=== Assigned task ===
Repeat each entry below exactly.

Data entries:
■ ■ ■ ■ ■ ■ ■

//! Function table keyed by `(name, argument types)`.
//!
//! Entries are created once and then only decorated: later features add
//! modifiers, override targets, doc lines and storage access, but never
//! replace what an earlier feature defined.

use std::collections::BTreeMap;

use indexmap::{IndexMap, IndexSet};

use crate::{Error, Result};

/// Handle to an entry in the function table.
#[derive(Clone, Copy, Debug, PartialEq, Eq, Hash, PartialOrd, Ord)]
pub struct FunctionId(pub(crate) u32);

impl FunctionId {
    #[inline]
    pub fn index(self) -> usize {
        self.0 as usize
    }
}

/// Function visibility.
#[derive(Clone, Copy, Debug, Default, PartialEq, Eq)]
pub enum FunctionKind {
    #[default]
    Public,
    External,
    Internal,
    Private,
}

impl FunctionKind {
    pub fn as_str(self) -> &'static str {
        match self {
            FunctionKind::Public => "public",
            FunctionKind::External => "external",
            FunctionKind::Internal => "internal",
            FunctionKind::Private => "private",
        }
    }
}

/// State mutability. `Nonpayable` is implicit in Solidity and never rendered.
#[derive(Clone, Copy, Debug, Default, PartialEq, Eq)]
pub enum Mutability {
    #[default]
    Nonpayable,
    Payable,
    View,
    Pure,
}

impl Mutability {
    pub fn keyword(self) -> Option<&'static str> {
        match self {
            Mutability::Nonpayable => None,
            Mutability::Payable => Some("payable"),
            Mutability::View => Some("view"),
            Mutability::Pure => Some("pure"),
        }
    }
}

#[derive(Clone, Debug, PartialEq, Eq)]
pub struct FunctionArg {
    pub name: String,
    pub ty: String,
}

impl FunctionArg {
    pub fn new(name: impl Into<String>, ty: impl Into<String>) -> Self {
        Self {
            name: name.into(),
            ty: ty.into(),
        }
    }
}

/// Signature of a function as requested by a feature.
#[derive(Clone, Debug, PartialEq, Eq)]
pub struct FunctionDef {
    pub name: String,
    pub args: Vec<FunctionArg>,
    pub returns: Vec<String>,
    pub kind: FunctionKind,
    pub mutability: Mutability,
}

impl FunctionDef {
    pub fn new(name: impl Into<String>) -> Self {
        Self {
            name: name.into(),
            args: Vec::new(),
            returns: Vec::new(),
            kind: FunctionKind::default(),
            mutability: Mutability::default(),
        }
    }

    pub fn arg(mut self, name: impl Into<String>, ty: impl Into<String>) -> Self {
        self.args.push(FunctionArg::new(name, ty));
        self
    }

    pub fn returns(mut self, ty: impl Into<String>) -> Self {
        self.returns.push(ty.into());
        self
    }

    pub fn kind(mut self, kind: FunctionKind) -> Self {
        self.kind = kind;
        self
    }

    pub fn mutability(mut self, mutability: Mutability) -> Self {
        self.mutability = mutability;
        self
    }

    /// Identity key: name plus argument types, argument names excluded.
    pub fn key(&self) -> FunctionKey {
        FunctionKey {
            name: self.name.clone(),
            arg_types: self.args.iter().map(|a| a.ty.clone()).collect(),
        }
    }

    /// `name(type1,type2)`, used in diagnostics.
    pub fn signature(&self) -> String {
        let types: Vec<&str> = self.args.iter().map(|a| a.ty.as_str()).collect();
        format!("{}({})", self.name, types.join(","))
    }
}

#[derive(Clone, Debug, PartialEq, Eq, Hash)]
pub struct FunctionKey {
    pub name: String,
    pub arg_types: Vec<String>,
}

/// A function with everything features attached to it.
#[derive(Clone, Debug)]
pub struct FunctionEntry {
    pub def: FunctionDef,
    /// Final body. `Some(vec![])` is an intentionally empty body.
    pub body: Option<Vec<String>>,
    /// Lines that run before the implicit `super` call of a non-final override.
    pub code: Vec<String>,
    pub modifiers: IndexSet<String>,
    /// Override targets: parent name -> whether it has an upgradeable variant.
    pub overrides: BTreeMap<String, bool>,
    pub doc: Vec<String>,
    /// Storage namespaces whose record this function reads or writes.
    pub storage: IndexSet<String>,
}

impl FunctionEntry {
    fn new(def: FunctionDef) -> Self {
        Self {
            def,
            body: None,
            code: Vec::new(),
            modifiers: IndexSet::new(),
            overrides: BTreeMap::new(),
            doc: Vec::new(),
            storage: IndexSet::new(),
        }
    }

    pub fn is_final(&self) -> bool {
        self.body.is_some()
    }

    /// A lone override without code or modifiers repeats the inherited
    /// definition and is left out of the output. A function that overrides
    /// nothing is always emitted, with an empty body if it has none.
    pub fn is_pass_through(&self) -> bool {
        self.overrides.len() == 1
            && self.modifiers.is_empty()
            && self.code.is_empty()
            && self.body.is_none()
    }
}

#[derive(Clone, Debug, Default)]
pub struct FunctionTable {
    entries: IndexMap<FunctionKey, FunctionEntry>,
}

impl FunctionTable {
    pub fn new() -> Self {
        Self::default()
    }

    /// Return the entry for `def`'s identity, creating it if needed.
    pub fn insert(&mut self, def: FunctionDef) -> (FunctionId, bool) {
        let key = def.key();
        if let Some(index) = self.entries.get_index_of(&key) {
            return (FunctionId(index as u32), false);
        }
        let (index, _) = self.entries.insert_full(key, FunctionEntry::new(def));
        (FunctionId(index as u32), true)
    }

    pub fn get(&self, id: FunctionId) -> Option<&FunctionEntry> {
        self.entries.get_index(id.index()).map(|(_, entry)| entry)
    }

    pub(crate) fn get_mut(&mut self, id: FunctionId) -> Option<&mut FunctionEntry> {
        self.entries.get_index_mut(id.index()).map(|(_, entry)| entry)
    }

    pub fn find(&self, def: &FunctionDef) -> Option<FunctionId> {
        self.entries
            .get_index_of(&def.key())
            .map(|index| FunctionId(index as u32))
    }

    pub fn set_body(&mut self, id: FunctionId, lines: Vec<String>) -> Result<()> {
        let entry = self.ensure_entry(id);
        if entry.is_final() || !entry.code.is_empty() {
            return Err(Error::DuplicateBody {
                function: entry.def.signature(),
            });
        }
        entry.body = Some(lines);
        Ok(())
    }

    pub fn add_code(&mut self, id: FunctionId, line: String) -> Result<()> {
        let entry = self.ensure_entry(id);
        if entry.is_final() {
            return Err(Error::DuplicateBody {
                function: entry.def.signature(),
            });
        }
        entry.code.push(line);
        Ok(())
    }

    pub fn add_modifier(&mut self, id: FunctionId, modifier: String) -> bool {
        self.ensure_entry(id).modifiers.insert(modifier)
    }

    pub fn add_override(&mut self, id: FunctionId, parent: &str, transpiled: bool) {
        self.ensure_entry(id)
            .overrides
            .entry(parent.to_string())
            .or_insert(transpiled);
    }

    pub fn add_doc(&mut self, id: FunctionId, line: String) {
        self.ensure_entry(id).doc.push(line);
    }

    pub fn use_storage(&mut self, id: FunctionId, namespace: &str) {
        self.ensure_entry(id).storage.insert(namespace.to_string());
    }

    pub fn iter(&self) -> impl Iterator<Item = &FunctionEntry> {
        self.entries.values()
    }

    pub fn len(&self) -> usize {
        self.entries.len()
    }

    pub fn is_empty(&self) -> bool {
        self.entries.is_empty()
    }
}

■ ■ ■ ■ ■ ■ ■

=== Written answer ===
//! Function table keyed by `(name, argument types)`.
//!
//! Entries are created once and then only decorated: later features add
//! modifiers, override targets, doc lines and storage access, but never
//! replace what an earlier feature defined.

use std::collections::BTreeMap;

use indexmap::{IndexMap, IndexSet};

use crate::{Error, Result};

/// Handle to an entry in the function table.
#[derive(Clone, Copy, Debug, PartialEq, Eq, Hash, PartialOrd, Ord)]
pub struct FunctionId(pub(crate) u32);

impl FunctionId {
    #[inline]
    pub fn index(self) -> usize {
        self.0 as usize
    }
}

/// Function visibility.
#[derive(Clone, Copy, Debug, Default, PartialEq, Eq)]
pub enum FunctionKind {
    #[default]
    Public,
    External,
    Internal,
    Private,
}

impl FunctionKind {
    pub fn as_str(self) -> &'static str {
        match self {
            FunctionKind::Public => "public",
            FunctionKind::External => "external",
            FunctionKind::Internal => "internal",
            FunctionKind::Private => "private",
        }
    }
}

/// State mutability. `Nonpayable` is implicit in Solidity and never rendered.
#[derive(Clone, Copy, Debug, Default, PartialEq, Eq)]
pub enum Mutability {
    #[default]
    Nonpayable,
    Payable,
    View,
    Pure,
}

impl Mutability {
    pub fn keyword(self) -> Option<&'static str> {
        match self {
            Mutability::Nonpayable => None,
            Mutability::Payable => Some("payable"),
            Mutability::View => Some("view"),
            Mutability::Pure => Some("pure"),
        }
    }
}

#[derive(Clone, Debug, PartialEq, Eq)]
pub struct FunctionArg {
    pub name: String,
    pub ty: String,
}

impl FunctionArg {
    pub fn new(name: impl Into<String>, ty: impl Into<String>) -> Self {
        Self {
            name: name.into(),
            ty: ty.into(),
        }
    }
}

/// Signature of a function as requested by a feature.
#[derive(Clone, Debug, PartialEq, Eq)]
pub struct FunctionDef {
    pub name: String,
    pub args: Vec<FunctionArg>,
    pub returns: Vec<String>,
    pub kind: FunctionKind,
    pub mutability: Mutability,
}

impl FunctionDef {
    pub fn new(name: impl Into<String>) -> Self {
        Self {
            name: name.into(),
            args: Vec::new(),
            returns: Vec::new(),
            kind: FunctionKind::default(),
            mutability: Mutability::default(),
        }
    }

    pub fn arg(mut self, name: impl Into<String>, ty: impl Into<String>) -> Self {
        self.args.push(FunctionArg::new(name, ty));
        self
    }

    pub fn returns(mut self, ty: impl Into<String>) -> Self {
        self.returns.push(ty.into());
        self
    }

    pub fn kind(mut self, kind: FunctionKind) -> Self {
        self.kind = kind;
        self
    }

    pub fn mutability(mut self, mutability: Mutability) -> Self {
        self.mutability = mutability;
        self
    }

    /// Identity key: name plus argument types, argument names excluded.
    pub fn key(&self) -> FunctionKey {
        FunctionKey {
            name: self.name.clone(),
            arg_types: self.args.iter().map(|a| a.ty.clone()).collect(),
        }
    }

    /// `name(type1,type2)`, used in diagnostics.
    pub fn signature(&self) -> String {
        let types: Vec<&str> = self.args.iter().map(|a| a.ty.as_str()).collect();
        format!("{}({})", self.name, types.join(","))
    }
}

#[derive(Clone, Debug, PartialEq, Eq, Hash)]
pub struct FunctionKey {
    pub name: String,
    pub arg_types: Vec<String>,
}

/// A function with everything features attached to it.
#[derive(Clone, Debug)]
pub struct FunctionEntry {
    pub def: FunctionDef,
    /// Final body. `Some(vec![])` is an intentionally empty body.
    pub body: Option<Vec<String>>,
    /// Lines that run before the implicit `super` call of a non-final override.
    pub code: Vec<String>,
    pub modifiers: IndexSet<String>,
    /// Override targets: parent name -> whether it has an upgradeable variant.
    pub overrides: BTreeMap<String, bool>,
    pub doc: Vec<String>,
    /// Storage namespaces whose record this function reads or writes.
    pub storage: IndexSet<String>,
}

impl FunctionEntry {
    fn new(def: FunctionDef) -> Self {
        Self {
            def,
            body: None,
            code: Vec::new(),
            modifiers: IndexSet::new(),
            overrides: BTreeMap::new(),
            doc: Vec::new(),
            storage: IndexSet::new(),
        }
    }

    pub fn is_final(&self) -> bool {
        self.body.is_some()
    }

    /// A lone override without code or modifiers repeats the inherited
    /// definition and is left out of the output. A function that overrides
    /// nothing is always emitted, with an empty body if it has none.
    pub fn is_pass_through(&self) -> bool {
        self.overrides.len() == 1
            && self.modifiers.is_empty()
            && self.code.is_empty()
            && self.body.is_none()
    }
}

#[derive(Clone, Debug, Default)]
pub struct FunctionTable {
    entries: IndexMap<FunctionKey, FunctionEntry>,
}

impl FunctionTable {
    pub fn new() -> Self {
        Self::default()
    }

    /// Return the entry for `def`'s identity, creating it if needed.
    pub fn insert(&mut self, def: FunctionDef) -> (FunctionId, bool) {
        let key = def.key();
        if let Some(index) = self.entries.get_index_of(&key) {
            return (FunctionId(index as u32), false);
        }
        let (index, _) = self.entries.insert_full(key, FunctionEntry::new(def));
        (FunctionId(index as u32), true)
    }

    pub fn get(&self, id: FunctionId) -> Option<&FunctionEntry> {
        self.entries.get_index(id.index()).map(|(_, entry)| entry)
    }

    pub(crate) fn get_mut(&mut self, id: FunctionId) -> Option<&mut FunctionEntry> {
        self.entries.get_index_mut(id.index()).map(|(_, entry)| entry)
    }

    pub fn find(&self, def: &FunctionDef) -> Option<FunctionId> {
        self.entries
            .get_index_of(&def.key())
            .map(|index| FunctionId(index as u32))
    }

    pub fn set_body(&mut self, id: FunctionId, lines: Vec<String>) -> Result<()> {
        let entry = self.ensure_entry(id);
        if entry.is_final() || !entry.code.is_empty() {
            return Err(Error::DuplicateBody {
                function: entry.def.signature(),
            });
        }
        entry.body = Some(lines);
        Ok(())
    }

    pub fn add_code(&mut self, id: FunctionId, line: String) -> Result<()> {
        let entry = self.ensure_entry(id);
        if entry.is_final() {
            return Err(Error::DuplicateBody {
                function: entry.def.signature(),
            });
        }
        entry.code.push(line);
        Ok(())
    }

    pub fn add_modifier(&mut self, id: FunctionId, modifier: String) -> bool {
        self.ensure_entry(id).modifiers.insert(modifier)
    }

    pub fn add_override(&mut self, id: FunctionId, parent: &str, transpiled: bool) {
        self.ensure_entry(id)
            .overrides
            .entry(parent.to_string())
            .or_insert(transpiled);
    }

    pub fn add_doc(&mut self, id: FunctionId, line: String) {
        self.ensure_entry(id).doc.push(line);
    }

    pub fn use_storage(&mut self, id: FunctionId, namespace: &str) {
        self.ensure_entry(id).storage.insert(namespace.to_string());
    }

    pub fn iter(&self) -> impl Iterator<Item = &FunctionEntry> {
        self.entries.values()
    }

    pub fn len(&self) -> usize {
        self.entries.len()
    }

    pub fn is_empty(&self) -> bool {
        self.entries.is_empty()
    }
}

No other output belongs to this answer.